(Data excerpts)
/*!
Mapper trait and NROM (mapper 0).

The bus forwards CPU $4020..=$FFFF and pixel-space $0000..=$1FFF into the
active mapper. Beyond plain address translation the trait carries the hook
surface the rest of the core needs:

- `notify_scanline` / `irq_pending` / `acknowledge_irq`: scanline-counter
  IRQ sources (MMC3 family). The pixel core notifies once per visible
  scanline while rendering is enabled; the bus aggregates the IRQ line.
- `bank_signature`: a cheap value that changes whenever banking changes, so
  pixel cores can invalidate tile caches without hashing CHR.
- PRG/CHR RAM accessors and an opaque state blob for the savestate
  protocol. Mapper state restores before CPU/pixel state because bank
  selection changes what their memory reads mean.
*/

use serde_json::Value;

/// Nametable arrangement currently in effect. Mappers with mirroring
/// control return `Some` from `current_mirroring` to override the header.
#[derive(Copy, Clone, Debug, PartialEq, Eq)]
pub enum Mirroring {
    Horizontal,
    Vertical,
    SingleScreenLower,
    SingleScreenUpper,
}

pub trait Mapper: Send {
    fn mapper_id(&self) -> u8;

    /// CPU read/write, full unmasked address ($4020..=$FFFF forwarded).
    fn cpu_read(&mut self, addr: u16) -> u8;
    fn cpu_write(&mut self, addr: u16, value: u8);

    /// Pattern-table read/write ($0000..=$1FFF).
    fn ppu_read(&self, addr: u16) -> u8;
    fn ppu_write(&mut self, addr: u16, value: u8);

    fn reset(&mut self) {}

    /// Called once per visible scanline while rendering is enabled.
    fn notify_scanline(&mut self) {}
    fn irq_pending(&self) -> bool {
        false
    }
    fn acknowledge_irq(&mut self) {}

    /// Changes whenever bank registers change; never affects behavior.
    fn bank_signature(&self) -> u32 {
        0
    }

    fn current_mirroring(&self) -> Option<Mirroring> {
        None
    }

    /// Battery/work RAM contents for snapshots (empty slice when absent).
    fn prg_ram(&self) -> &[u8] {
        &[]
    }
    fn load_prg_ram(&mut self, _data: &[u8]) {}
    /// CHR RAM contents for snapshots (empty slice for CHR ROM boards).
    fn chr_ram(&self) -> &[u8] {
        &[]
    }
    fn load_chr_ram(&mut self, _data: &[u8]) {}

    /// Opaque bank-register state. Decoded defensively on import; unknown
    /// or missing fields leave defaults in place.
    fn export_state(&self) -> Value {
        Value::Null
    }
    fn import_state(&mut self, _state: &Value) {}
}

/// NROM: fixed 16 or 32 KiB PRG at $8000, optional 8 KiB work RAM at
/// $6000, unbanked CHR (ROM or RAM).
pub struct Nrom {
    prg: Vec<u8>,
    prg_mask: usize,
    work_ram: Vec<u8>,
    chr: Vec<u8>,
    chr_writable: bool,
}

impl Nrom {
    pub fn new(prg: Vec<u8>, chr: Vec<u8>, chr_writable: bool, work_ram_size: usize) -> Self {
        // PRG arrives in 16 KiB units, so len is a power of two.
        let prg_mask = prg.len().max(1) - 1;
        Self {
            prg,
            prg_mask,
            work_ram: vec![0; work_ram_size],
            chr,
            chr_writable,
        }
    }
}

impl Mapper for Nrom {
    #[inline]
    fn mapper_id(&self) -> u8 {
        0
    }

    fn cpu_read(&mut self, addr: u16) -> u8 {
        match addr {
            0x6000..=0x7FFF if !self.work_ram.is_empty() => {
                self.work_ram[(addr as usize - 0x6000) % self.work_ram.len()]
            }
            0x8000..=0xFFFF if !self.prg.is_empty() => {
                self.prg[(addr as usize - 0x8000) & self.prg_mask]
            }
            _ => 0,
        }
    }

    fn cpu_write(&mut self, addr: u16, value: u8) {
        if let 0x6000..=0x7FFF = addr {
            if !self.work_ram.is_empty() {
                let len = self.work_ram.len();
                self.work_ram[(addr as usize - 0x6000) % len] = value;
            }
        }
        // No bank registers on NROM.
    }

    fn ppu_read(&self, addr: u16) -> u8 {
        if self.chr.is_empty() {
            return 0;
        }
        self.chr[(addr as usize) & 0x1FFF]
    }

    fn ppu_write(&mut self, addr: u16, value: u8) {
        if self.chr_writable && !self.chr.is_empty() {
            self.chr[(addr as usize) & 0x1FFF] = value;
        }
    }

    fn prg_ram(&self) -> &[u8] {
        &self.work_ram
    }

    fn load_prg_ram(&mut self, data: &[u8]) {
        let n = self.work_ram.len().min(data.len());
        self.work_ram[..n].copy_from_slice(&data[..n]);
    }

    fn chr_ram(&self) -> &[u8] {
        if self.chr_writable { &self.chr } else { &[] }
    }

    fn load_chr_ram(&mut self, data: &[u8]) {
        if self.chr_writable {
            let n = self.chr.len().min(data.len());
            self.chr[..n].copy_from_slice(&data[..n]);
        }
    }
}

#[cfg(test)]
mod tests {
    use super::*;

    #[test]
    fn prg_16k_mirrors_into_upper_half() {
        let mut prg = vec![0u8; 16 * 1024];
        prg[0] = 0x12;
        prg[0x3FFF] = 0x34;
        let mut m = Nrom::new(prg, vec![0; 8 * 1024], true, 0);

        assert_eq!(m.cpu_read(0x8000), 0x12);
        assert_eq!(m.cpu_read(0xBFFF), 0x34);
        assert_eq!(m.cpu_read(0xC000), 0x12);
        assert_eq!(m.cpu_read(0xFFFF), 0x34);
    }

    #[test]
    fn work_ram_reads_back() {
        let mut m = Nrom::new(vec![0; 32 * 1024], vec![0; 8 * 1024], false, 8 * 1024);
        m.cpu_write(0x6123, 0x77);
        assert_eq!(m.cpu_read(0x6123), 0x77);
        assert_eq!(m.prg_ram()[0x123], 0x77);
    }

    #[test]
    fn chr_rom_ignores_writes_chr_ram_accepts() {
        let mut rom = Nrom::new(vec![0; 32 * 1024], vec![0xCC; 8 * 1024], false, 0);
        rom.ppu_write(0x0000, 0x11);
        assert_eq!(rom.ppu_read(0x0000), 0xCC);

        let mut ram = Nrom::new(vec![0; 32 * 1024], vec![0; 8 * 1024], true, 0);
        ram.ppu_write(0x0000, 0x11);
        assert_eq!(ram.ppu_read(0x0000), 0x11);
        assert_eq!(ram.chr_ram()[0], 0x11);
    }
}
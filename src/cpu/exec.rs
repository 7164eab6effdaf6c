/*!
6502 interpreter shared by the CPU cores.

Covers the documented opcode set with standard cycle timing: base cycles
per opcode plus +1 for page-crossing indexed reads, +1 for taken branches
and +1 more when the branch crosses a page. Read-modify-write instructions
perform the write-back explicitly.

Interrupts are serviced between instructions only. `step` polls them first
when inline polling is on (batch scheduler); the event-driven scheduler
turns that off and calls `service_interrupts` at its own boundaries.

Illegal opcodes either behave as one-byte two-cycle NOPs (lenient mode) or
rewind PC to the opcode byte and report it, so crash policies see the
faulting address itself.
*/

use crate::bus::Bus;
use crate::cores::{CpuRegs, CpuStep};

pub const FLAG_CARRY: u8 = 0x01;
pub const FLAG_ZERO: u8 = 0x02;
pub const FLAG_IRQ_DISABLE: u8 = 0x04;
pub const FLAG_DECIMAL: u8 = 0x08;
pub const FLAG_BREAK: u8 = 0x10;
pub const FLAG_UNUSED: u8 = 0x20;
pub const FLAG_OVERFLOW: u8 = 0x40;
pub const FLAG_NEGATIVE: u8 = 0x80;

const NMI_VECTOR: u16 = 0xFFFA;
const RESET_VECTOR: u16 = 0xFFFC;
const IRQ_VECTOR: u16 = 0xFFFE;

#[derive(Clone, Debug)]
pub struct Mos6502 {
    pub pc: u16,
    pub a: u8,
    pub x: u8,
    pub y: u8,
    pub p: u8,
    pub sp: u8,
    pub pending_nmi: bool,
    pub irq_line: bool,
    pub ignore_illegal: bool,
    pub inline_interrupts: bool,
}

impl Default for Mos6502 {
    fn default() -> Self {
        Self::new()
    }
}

§ **What this task involves**
Return, please, the lines of the data from the first through the line containing "surface the rest", both kept, exactly as they stand and nothing more.

§ **Written answer**
/*!
Mapper trait and NROM (mapper 0).

The bus forwards CPU $4020..=$FFFF and pixel-space $0000..=$1FFF into the
active mapper. Beyond plain address translation the trait carries the hook
surface the rest of the core needs:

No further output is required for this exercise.